───── SUPPLIED RECORDS
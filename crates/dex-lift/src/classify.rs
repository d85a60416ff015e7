//! Opcode classification: one explicit entry per supported opcode mapping it
//! to (operation kind, result type, operand layout). The match below is
//! exhaustive over [`Opcode`], so adding an opcode without classifying it is
//! a compile error, and every sibling's type is independently testable.

use crate::dex::Opcode;
use crate::ir::{BinaryKind, Type};

/// Operand layout a classified opcode expects. Cross-checked against the
/// decoded instruction's actual operands by the translator.
#[derive(Debug, Clone, Copy, PartialEq, Eq)]
pub enum Format {
    ThreeRegs,
    TwoRegs,
    OneReg,
    RegField,
}

/// What a supported opcode does.
#[derive(Debug, Clone, Copy, PartialEq, Eq)]
pub enum OpClass {
    Binary { kind: BinaryKind, ty: Type },
    Move,
    Return,
    FieldLoad { ty: Type },
    FieldStore,
}

#[derive(Debug, Clone, Copy, PartialEq, Eq)]
pub struct OpInfo {
    pub class: OpClass,
    pub format: Format,
}

/// Classify a raw opcode value. `None` means the opcode is unsupported.
#[must_use]
pub fn lookup(raw: u16) -> Option<OpInfo> {
    Opcode::from_repr(raw).map(classify)
}

/// Classification of a known-supported opcode.
#[must_use]
pub const fn classify(opcode: Opcode) -> OpInfo {
    use BinaryKind::{Add, And, Div, Mul, Or, Rem, Shl, Shr, Sub, Ushr, Xor};
    use Opcode as Op;

    match opcode {
        Op::Move | Op::MoveWide | Op::MoveObject => OpInfo {
            class: OpClass::Move,
            format: Format::TwoRegs,
        },
        Op::Return | Op::ReturnWide | Op::ReturnObject => OpInfo {
            class: OpClass::Return,
            format: Format::OneReg,
        },

        Op::IgetBoolean => field_load(Type::Boolean),
        Op::IgetByte => field_load(Type::Byte),
        Op::IgetChar => field_load(Type::Char),
        Op::IgetShort => field_load(Type::Short),
        Op::IputBoolean | Op::IputByte | Op::IputChar | Op::IputShort => OpInfo {
            class: OpClass::FieldStore,
            format: Format::RegField,
        },

        Op::AddInt => binary(Add, Type::Int),
        Op::SubInt => binary(Sub, Type::Int),
        Op::MulInt => binary(Mul, Type::Int),
        Op::DivInt => binary(Div, Type::Int),
        Op::RemInt => binary(Rem, Type::Int),
        Op::AndInt => binary(And, Type::Int),
        Op::OrInt => binary(Or, Type::Int),
        Op::XorInt => binary(Xor, Type::Int),
        Op::ShlInt => binary(Shl, Type::Int),
        Op::ShrInt => binary(Shr, Type::Int),
        Op::UshrInt => binary(Ushr, Type::Int),

        Op::AddLong => binary(Add, Type::Long),
        Op::SubLong => binary(Sub, Type::Long),
        Op::MulLong => binary(Mul, Type::Long),
        Op::DivLong => binary(Div, Type::Long),
        Op::RemLong => binary(Rem, Type::Long),
        Op::AndLong => binary(And, Type::Long),
        Op::OrLong => binary(Or, Type::Long),
        Op::XorLong => binary(Xor, Type::Long),
        Op::ShlLong => binary(Shl, Type::Long),
        Op::ShrLong => binary(Shr, Type::Long),
        Op::UshrLong => binary(Ushr, Type::Long),

        Op::AddFloat => binary(Add, Type::Float),
        Op::SubFloat => binary(Sub, Type::Float),
        Op::MulFloat => binary(Mul, Type::Float),
        Op::DivFloat => binary(Div, Type::Float),
        Op::RemFloat => binary(Rem, Type::Float),

        Op::AddDouble => binary(Add, Type::Double),
        Op::SubDouble => binary(Sub, Type::Double),
        Op::MulDouble => binary(Mul, Type::Double),
        Op::DivDouble => binary(Div, Type::Double),
        Op::RemDouble => binary(Rem, Type::Double),

        Op::AddInt2addr => accumulate(Add, Type::Int),
        Op::SubInt2addr => accumulate(Sub, Type::Int),
        Op::MulInt2addr => accumulate(Mul, Type::Int),
        Op::DivInt2addr => accumulate(Div, Type::Int),
        Op::RemInt2addr => accumulate(Rem, Type::Int),
        Op::AndInt2addr => accumulate(And, Type::Int),
        Op::OrInt2addr => accumulate(Or, Type::Int),
        Op::XorInt2addr => accumulate(Xor, Type::Int),
        Op::ShlInt2addr => accumulate(Shl, Type::Int),
        Op::ShrInt2addr => accumulate(Shr, Type::Int),
        Op::UshrInt2addr => accumulate(Ushr, Type::Int),

        Op::AddLong2addr => accumulate(Add, Type::Long),
        Op::SubLong2addr => accumulate(Sub, Type::Long),
        Op::MulLong2addr => accumulate(Mul, Type::Long),
        Op::DivLong2addr => accumulate(Div, Type::Long),
        Op::RemLong2addr => accumulate(Rem, Type::Long),
        Op::AndLong2addr => accumulate(And, Type::Long),
        Op::OrLong2addr => accumulate(Or, Type::Long),
        Op::XorLong2addr => accumulate(Xor, Type::Long),
        Op::ShlLong2addr => accumulate(Shl, Type::Long),
        Op::ShrLong2addr => accumulate(Shr, Type::Long),
        Op::UshrLong2addr => accumulate(Ushr, Type::Long),

        Op::AddFloat2addr => accumulate(Add, Type::Float),
        Op::SubFloat2addr => accumulate(Sub, Type::Float),
        Op::MulFloat2addr => accumulate(Mul, Type::Float),
        Op::DivFloat2addr => accumulate(Div, Type::Float),
        Op::RemFloat2addr => accumulate(Rem, Type::Float),

        Op::AddDouble2addr => accumulate(Add, Type::Double),
        Op::SubDouble2addr => accumulate(Sub, Type::Double),
        Op::MulDouble2addr => accumulate(Mul, Type::Double),
        Op::DivDouble2addr => accumulate(Div, Type::Double),
        Op::RemDouble2addr => accumulate(Rem, Type::Double),
    }
}

const fn binary(kind: BinaryKind, ty: Type) -> OpInfo {
    OpInfo {
        class: OpClass::Binary { kind, ty },
        format: Format::ThreeRegs,
    }
}

const fn accumulate(kind: BinaryKind, ty: Type) -> OpInfo {
    OpInfo {
        class: OpClass::Binary { kind, ty },
        format: Format::TwoRegs,
    }
}

const fn field_load(ty: Type) -> OpInfo {
    OpInfo {
        class: OpClass::FieldLoad { ty },
        format: Format::RegField,
    }
}

#[cfg(test)]
mod tests {
    use super::*;

    #[test]
    fn unknown_opcode_is_absent() {
        assert_eq!(lookup(0x00), None); // nop
        assert_eq!(lookup(0x6e), None); // invoke-virtual
        assert_eq!(lookup(0xffff), None);
    }

    #[test]
    fn add_family_types_follow_the_sibling_order() {
        for (raw, ty) in [
            (0x90, Type::Int),
            (0x9b, Type::Long),
            (0xa6, Type::Float),
            (0xab, Type::Double),
        ] {
            let info = lookup(raw).expect("add sibling classified");
            assert_eq!(
                info.class,
                OpClass::Binary {
                    kind: BinaryKind::Add,
                    ty
                },
                "add sibling {raw:#04x}"
            );
            assert_eq!(info.format, Format::ThreeRegs);
        }
    }

    #[test]
    fn bitwise_and_shift_families_are_int_and_long_only() {
        let mut bitwise_types = Vec::new();
        for raw in 0..=0xffu16 {
            if let Some(OpInfo {
                class: OpClass::Binary { kind, ty },
                ..
            }) = lookup(raw)
            {
                if matches!(
                    kind,
                    BinaryKind::And
                        | BinaryKind::Or
                        | BinaryKind::Xor
                        | BinaryKind::Shl
                        | BinaryKind::Shr
                        | BinaryKind::Ushr
                ) {
                    bitwise_types.push(ty);
                }
            }
        }
        assert!(!bitwise_types.is_empty());
        assert!(
            bitwise_types
                .iter()
                .all(|ty| matches!(ty, Type::Int | Type::Long)),
            "bitwise/shift ops must never get float/double variants"
        );
    }

    #[test]
    fn accumulate_forms_expect_two_registers() {
        let info = lookup(0xb0).expect("add-int/2addr");
        assert_eq!(info.format, Format::TwoRegs);
        assert_eq!(
            info.class,
            OpClass::Binary {
                kind: BinaryKind::Add,
                ty: Type::Int
            }
        );
    }

    #[test]
    fn field_access_types_follow_the_sibling_order() {
        for (raw, ty) in [
            (0x55, Type::Boolean),
            (0x56, Type::Byte),
            (0x57, Type::Char),
            (0x58, Type::Short),
        ] {
            let info = lookup(raw).expect("iget sibling classified");
            assert_eq!(info.class, OpClass::FieldLoad { ty }, "iget sibling {raw:#04x}");
            assert_eq!(info.format, Format::RegField);
        }
        for raw in 0x5c..=0x5fu16 {
            let info = lookup(raw).expect("iput sibling classified");
            assert_eq!(info.class, OpClass::FieldStore);
        }
    }

    #[test]
    fn returns_take_one_register() {
        for raw in [0x0f, 0x10, 0x11] {
            let info = lookup(raw).expect("return sibling classified");
            assert_eq!(info.class, OpClass::Return);
            assert_eq!(info.format, Format::OneReg);
        }
    }
}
──────────
WHAT IS EXPECTED: Begin with the line above that has "Opcode::from_repr(raw).map(classify)" and continue through the line that has "Op::Return | Op::ReturnWide", setting each one down exactly. Stop there.

RESPONSE TO THE EXERCISE:
    Opcode::from_repr(raw).map(classify)
}

/// Classification of a known-supported opcode.
#[must_use]
pub const fn classify(opcode: Opcode) -> OpInfo {
    use BinaryKind::{Add, And, Div, Mul, Or, Rem, Shl, Shr, Sub, Ushr, Xor};
    use Opcode as Op;

    match opcode {
        Op::Move | Op::MoveWide | Op::MoveObject => OpInfo {
            class: OpClass::Move,
            format: Format::TwoRegs,
        },
        Op::Return | Op::ReturnWide | Op::ReturnObject => OpInfo {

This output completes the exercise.